Einkaufen in Stuttgart
Foto: Kraufmann/DPA

Guter Durchschnitt. Nicht mehr, aber auch nicht weniger. So muss man wohl die Ergebnisse der jüngsten IHK-Studien bezüglich Kitzingen zusammenfassen. Die Themen: Kaufkraft, Umsatz und der innerstädtische Einzelhandel.

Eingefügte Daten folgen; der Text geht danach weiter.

//! Skill configuration and parsing
//!
//! Each skill is a folder containing `skill.json` or `skill.yaml`

use anyhow::{anyhow, Context, Result};
use hearth_types::{ParameterSpec, SkillActionRef};
use indexmap::IndexMap;
use regex::Regex;
use serde::{Deserialize, Serialize};
use std::fs;
use std::path::{Path, PathBuf};
use tracing::warn;

/// Config file names looked up in a skill directory, in order
pub const CONFIG_FILE_NAMES: &[&str] = &["skill.json", "skill.yaml", "skill.yml"];

/// Maximum allowed description length
const MAX_DESCRIPTION_LENGTH: usize = 1024;

/// Kind of action
#[derive(Debug, Clone, Copy, Default, PartialEq, Eq, Serialize, Deserialize)]
#[serde(rename_all = "lowercase")]
pub enum ActionType {
    /// Runs skill code in a process
    #[default]
    Logic,
    /// Answers with one of its configured lines, no process is spawned
    Dialog,
}

/// Declared parameter of an action
#[derive(Debug, Clone, PartialEq, Serialize, Deserialize)]
pub struct ParameterDecl {
    /// Value type, as understood by the inference prompts (`string`, `array`, ...)
    #[serde(rename = "type", default = "default_param_type")]
    pub param_type: String,
    /// What the value means
    #[serde(default)]
    pub description: Option<String>,
}

fn default_param_type() -> String {
    "string".to_string()
}

/// Configuration of one action
#[derive(Debug, Clone, PartialEq, Serialize, Deserialize)]
pub struct ActionConfig {
    /// Kind of action
    #[serde(rename = "type", default)]
    pub action_type: ActionType,
    /// What the action does, shown to the Action Calling duty
    #[serde(default)]
    pub description: String,
    /// Parameters in declaration order
    #[serde(default)]
    pub parameters: IndexMap<String, ParameterDecl>,
    /// Declared parameters that are not required
    #[serde(default)]
    pub optional_parameters: Vec<String>,
    /// Keep re-triggering on new input until the skill breaks the loop
    #[serde(default)]
    pub is_loop: bool,
    /// Lines a dialog action answers with, one picked at random
    #[serde(default)]
    pub answers: Vec<String>,
}

impl ActionConfig {
    /// Names of required parameters, in declaration order
    pub fn required_parameters(&self) -> Vec<String> {
        self.parameters
            .keys()
            .filter(|name| !self.optional_parameters.contains(name))
            .cloned()
            .collect()
    }

    /// Whether the action declares any slot at all
    pub fn has_slots(&self) -> bool {
        !self.parameters.is_empty()
    }

    /// Full parameter schema with the required flag resolved
    pub fn parameter_specs(&self) -> Vec<ParameterSpec> {
        self.parameters
            .iter()
            .map(|(name, decl)| self.to_spec(name, decl))
            .collect()
    }

    /// Schema of one parameter
    pub fn parameter(&self, name: &str) -> Option<ParameterSpec> {
        self.parameters
            .get_key_value(name)
            .map(|(name, decl)| self.to_spec(name, decl))
    }

    fn to_spec(&self, name: &str, decl: &ParameterDecl) -> ParameterSpec {
        ParameterSpec {
            name: name.to_string(),
            param_type: decl.param_type.clone(),
            description: decl.description.clone(),
            required: !self.optional_parameters.iter().any(|o| o == name),
        }
    }
}

/// A complete skill configuration
#[derive(Debug, Clone, PartialEq, Serialize, Deserialize)]
pub struct SkillConfig {
    /// Skill name (lowercase letters, numbers and underscores)
    pub name: String,
    /// What the skill is for, shown to the Skill Router duty
    #[serde(default)]
    pub description: String,
    /// Runtime the skill actions are written for
    #[serde(default)]
    pub bridge: Option<String>,
    /// Skill version
    #[serde(default)]
    pub version: Option<String>,
    /// Ordered steps: action names or `other_skill:action` references
    #[serde(default)]
    pub flow: Vec<String>,
    /// Actions in declaration order
    pub actions: IndexMap<String, ActionConfig>,
    /// Path of the file the config was loaded from
    #[serde(skip)]
    pub config_path: PathBuf,
}

impl SkillConfig {
    /// Load the skill config from a directory
    pub fn from_dir(dir: &Path) -> Result<Self> {
        let config_file = CONFIG_FILE_NAMES
            .iter()
            .map(|name| dir.join(name))
            .find(|path| path.exists())
            .ok_or_else(|| anyhow!("No skill config found in {:?}", dir))?;

        let content = fs::read_to_string(&config_file)
            .with_context(|| format!("Failed to read {:?}", config_file))?;

        let is_json = config_file.extension().is_some_and(|ext| ext == "json");
        let mut skill = parse_skill_config(&content, is_json)
            .with_context(|| format!("Failed to parse skill from {:?}", config_file))?;

        validate_config(&skill)?;

        skill.config_path = config_file;
        Ok(skill)
    }

    /// Get an action by name
    pub fn action(&self, name: &str) -> Option<&ActionConfig> {
        self.actions.get(name)
    }

    /// Position of a bare action name in the flow
    pub fn flow_position(&self, action: &str) -> Option<usize> {
        self.flow.iter().position(|step| step == action)
    }

    /// Flow steps after the given action, empty when it is not in the flow
    pub fn flow_after(&self, action: &str) -> Vec<String> {
        match self.flow_position(action) {
            Some(index) => self.flow[index + 1..].to_vec(),
            None => Vec::new(),
        }
    }
}

/// Parse skill config content, JSON or YAML
fn parse_skill_config(content: &str, is_json: bool) -> Result<SkillConfig> {
    if is_json {
        serde_json::from_str(content).with_context(|| "Failed to parse JSON skill config")
    } else {
        serde_yaml::from_str(content).with_context(|| "Failed to parse YAML skill config")
    }
}

/// Validate a skill configuration
fn validate_config(skill: &SkillConfig) -> Result<()> {
    let name_re = Regex::new(r"^[a-z0-9_]+$")
        .map_err(|e| anyhow!("Failed to compile name validation regex: {}", e))?;

    if skill.name.is_empty() {
        return Err(anyhow!("Skill name cannot be empty"));
    }

    if !name_re.is_match(&skill.name) {
        return Err(anyhow!(
            "Skill name '{}' must contain only lowercase letters, numbers, and underscores",
            skill.name
        ));
    }

    if skill.actions.is_empty() {
        return Err(anyhow!("Skill '{}' declares no action", skill.name));
    }

    for (action_name, action) in &skill.actions {
        if !name_re.is_match(action_name) {
            return Err(anyhow!(
                "Action '{}:{}' must contain only lowercase letters, numbers, and underscores",
                skill.name,
                action_name
            ));
        }

        for optional in &action.optional_parameters {
            if !action.parameters.contains_key(optional) {
                warn!(
                    "Action '{}:{}' lists undeclared optional parameter '{}'",
                    skill.name, action_name, optional
                );
            }
        }
    }

    for step in &skill.flow {
        if SkillActionRef::is_qualified(step) {
            continue;
        }
        if !skill.actions.contains_key(step) {
            return Err(anyhow!(
                "Flow of skill '{}' names unknown action '{}'",
                skill.name,
                step
            ));
        }
    }

    if skill.description.len() > MAX_DESCRIPTION_LENGTH {
        warn!(
            "Skill '{}' description exceeds {} characters (was {}), may be truncated",
            skill.name,
            MAX_DESCRIPTION_LENGTH,
            skill.description.len()
        );
    }

    Ok(())
}

#[cfg(test)]
mod tests {
    use super::*;

    const GUESS_THE_NUMBER: &str = r#"{
        "name": "guess_the_number_skill",
        "description": "Play guess the number",
        "bridge": "python",
        "version": "1.0.0",
        "flow": ["set_up", "guess", "replay"],
        "actions": {
            "set_up": {"type": "logic", "description": "Start a new game"},
            "guess": {
                "type": "logic",
                "description": "Guess the number",
                "parameters": {"number": {"type": "number", "description": "The guessed number"}},
                "is_loop": true
            },
            "replay": {
                "type": "logic",
                "parameters": {"confirmation": {"type": "boolean"}}
            }
        }
    }"#;

    #[test]
    fn test_parse_json_config() {
        let skill = parse_skill_config(GUESS_THE_NUMBER, true).unwrap();
        assert!(validate_config(&skill).is_ok());
        assert_eq!(skill.flow_position("guess"), Some(1));
        assert_eq!(skill.flow_after("guess"), vec!["replay".to_string()]);
        assert!(skill.flow_after("unknown").is_empty());

        let guess = skill.action("guess").unwrap();
        assert!(guess.is_loop);
        assert_eq!(guess.required_parameters(), vec!["number".to_string()]);
        assert_eq!(guess.parameter("number").unwrap().param_type, "number");
    }

    #[test]
    fn test_parameters_keep_declaration_order() {
        let yaml = r#"
name: todo_list_skill
actions:
  add_todos:
    description: Add items to a list
    parameters:
      list_name:
        type: string
      items:
        type: array
      due_date:
        type: string
    optional_parameters: [due_date]
"#;
        let skill = parse_skill_config(yaml, false).unwrap();
        let action = skill.action("add_todos").unwrap();
        assert_eq!(
            action.required_parameters(),
            vec!["list_name".to_string(), "items".to_string()]
        );
        let specs = action.parameter_specs();
        assert_eq!(specs.len(), 3);
        assert!(!specs[2].required);
        assert_eq!(action.action_type, ActionType::Logic);
    }

    #[test]
    fn test_validate_rejects_unknown_flow_step() {
        let mut skill = parse_skill_config(GUESS_THE_NUMBER, true).unwrap();
        skill.flow.push("celebrate".into());
        assert!(validate_config(&skill).is_err());

        skill.flow.pop();
        skill.flow.push("party_skill:celebrate".into());
        assert!(validate_config(&skill).is_ok());
    }

    #[test]
    fn test_validate_rejects_bad_name() {
        let mut skill = parse_skill_config(GUESS_THE_NUMBER, true).unwrap();
        skill.name = "Guess-The-Number".into();
        assert!(validate_config(&skill).is_err());
    }
}
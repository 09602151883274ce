//! Integration tests with real skill processes
#![cfg(unix)]
#![allow(clippy::unwrap_used, clippy::expect_used)]

use hearth_runner::{RunnerConfig, RunnerError, SkillExecutor, SkillProcessRunner};
use hearth_skills::SkillConfig;
use hearth_types::{ConversationContext, IntentContext, SkillOutput, Utterance};
use std::path::Path;
use std::time::Duration;
use tokio::sync::mpsc;

fn skill() -> SkillConfig {
    serde_json::from_str(
        r#"{"name": "timer_skill", "actions": {"set_timer": {}, "countdown": {}}}"#,
    )
    .unwrap()
}

fn intent(action: &str) -> IntentContext {
    let mut intent = IntentContext::new(
        &Utterance::new("set a timer", "en"),
        ConversationContext::default(),
    );
    intent.set_skill("timer_skill");
    intent.set_action(action, Default::default(), Vec::new());
    intent
}

/// Runner executing `script` with `sh -c`; the intent file path arrives as `$1`
fn runner(script: &str, intent_dir: &Path) -> SkillProcessRunner {
    let mut config = RunnerConfig::with_command(
        "sh",
        vec!["-c".into(), script.into(), "skill".into()],
    );
    config.intent_dir = intent_dir.to_path_buf();
    config.timeout_secs = Some(5);
    config.kill_grace_ms = 200;
    SkillProcessRunner::new(config)
}

async fn invoke(
    runner: &SkillProcessRunner,
    action: &str,
) -> (Result<SkillOutput, RunnerError>, Vec<SkillOutput>) {
    let (tx, mut rx) = mpsc::unbounded_channel();
    let result = runner.invoke(intent(action), &skill(), tx).await;
    let mut streamed = Vec::new();
    while let Some(output) = rx.recv().await {
        streamed.push(output);
    }
    (result, streamed)
}

fn dir_is_empty(dir: &Path) -> bool {
    std::fs::read_dir(dir).unwrap().next().is_none()
}

#[tokio::test]
async fn test_diagnostics_and_last_result() {
    let dir = tempfile::tempdir().unwrap();
    let script = r#"
        echo '[HEARTH_TOOL_LOG] starting'
        echo '{"output":{"answer":"Counting down","replaceMessageId":null}}'
        echo 'Traceback: not json'
        printf '{"output":{"codes":"done","answer":"Timer set"}}'
    "#;

    let (result, streamed) = invoke(&runner(script, dir.path()), "set_timer").await;

    let output = result.unwrap();
    assert_eq!(output.codes.as_deref(), Some("done"));
    assert_eq!(output.answer.text(), "Timer set");
    assert_eq!(streamed.len(), 2);
    assert_eq!(streamed[0].answer.text(), "Counting down");
    assert!(dir_is_empty(dir.path()));
}

#[tokio::test]
async fn test_intent_file_is_the_last_argument() {
    let dir = tempfile::tempdir().unwrap();
    let script = r#"
        action=$(sed -n 's/.*"action_name":"\([a-z_]*\)".*/\1/p' "$1")
        echo "{\"output\":{\"answer\":\"ran $action\"}}"
    "#;

    let (result, _) = invoke(&runner(script, dir.path()), "countdown").await;
    assert_eq!(result.unwrap().answer.text(), "ran countdown");
}

#[tokio::test]
async fn test_stderr_fails_invocation() {
    let dir = tempfile::tempdir().unwrap();
    let script = r#"
        echo '{"output":{"answer":"half way"}}'
        echo 'ModuleNotFoundError: no module named timer' >&2
    "#;

    let (result, _) = invoke(&runner(script, dir.path()), "set_timer").await;
    assert!(matches!(result, Err(RunnerError::Stderr(ref msg)) if msg.contains("ModuleNotFoundError")));
    assert!(dir_is_empty(dir.path()));
}

#[tokio::test]
async fn test_non_zero_exit_fails_invocation() {
    let dir = tempfile::tempdir().unwrap();
    let script = r#"echo '{"output":{"answer":"bye"}}'; exit 3"#;

    let (result, _) = invoke(&runner(script, dir.path()), "set_timer").await;
    assert!(matches!(result, Err(RunnerError::ExitStatus { code: Some(3) })));
}

#[tokio::test]
async fn test_no_result_line() {
    let dir = tempfile::tempdir().unwrap();
    let (result, streamed) =
        invoke(&runner("echo '[HEARTH_TOOL_LOG] nothing to say'", dir.path()), "set_timer").await;
    assert!(matches!(result, Err(RunnerError::NoResult)));
    assert!(streamed.is_empty());
}

#[tokio::test]
async fn test_timeout_kills_process() {
    let dir = tempfile::tempdir().unwrap();
    let mut config = RunnerConfig::with_command("sh", vec!["-c".into(), "exec sleep 30".into()]);
    config.intent_dir = dir.path().to_path_buf();
    config.timeout_secs = Some(1);
    config.kill_grace_ms = 200;
    let runner = SkillProcessRunner::new(config);

    let started = std::time::Instant::now();
    let (result, _) = invoke(&runner, "set_timer").await;

    assert!(result.unwrap_err().is_timeout());
    assert!(started.elapsed() < Duration::from_secs(10));
    assert!(dir_is_empty(dir.path()));
}

#[tokio::test]
async fn test_spawn_failure() {
    let dir = tempfile::tempdir().unwrap();
    let mut config = RunnerConfig::with_command("hearth-no-such-bridge", Vec::new());
    config.intent_dir = dir.path().to_path_buf();
    let runner = SkillProcessRunner::new(config);

    let (result, _) = invoke(&runner, "set_timer").await;
    assert!(matches!(result, Err(RunnerError::Spawn { .. })));
    assert!(dir_is_empty(dir.path()));
}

„Die Lage ist nicht bedrohlich, aber Kitzingen sollte zuschauen, dass es attraktiv bleibt“, sagt Matthias Pusch, Referent für Regionalentwicklung an der IHK. In deren Auftrag hatte das Zentrum für Regionalforschung der Uni Würzburg eine Studie zu den Konflikten des innerstädtischen Einzelhandels erstellt und 16 unterfränkische Mittelzentren miteinander verglichen. Die erfreulichen Ergebnisse für Kitzingen: Dank vieler inhabergeführter Geschäfte sind die Öffnungszeiten im Wochenschnitt mit am längsten, die Bevölkerung wird laut Prognose des Statistischen Bundesamt bis ins Jahr 2034 um fast drei Prozent zunehmen – und keiner der 17 befragten Betriebe trägt sich derzeit mit Schließungsgedanken. Aber es gibt auch alarmierende Zeichen: Die einzelhandelsrelevante Kaufkraft ist vergleichsweise gering und die Leerstände in der Innenstadt sind immer noch überdurchschnittlich hoch.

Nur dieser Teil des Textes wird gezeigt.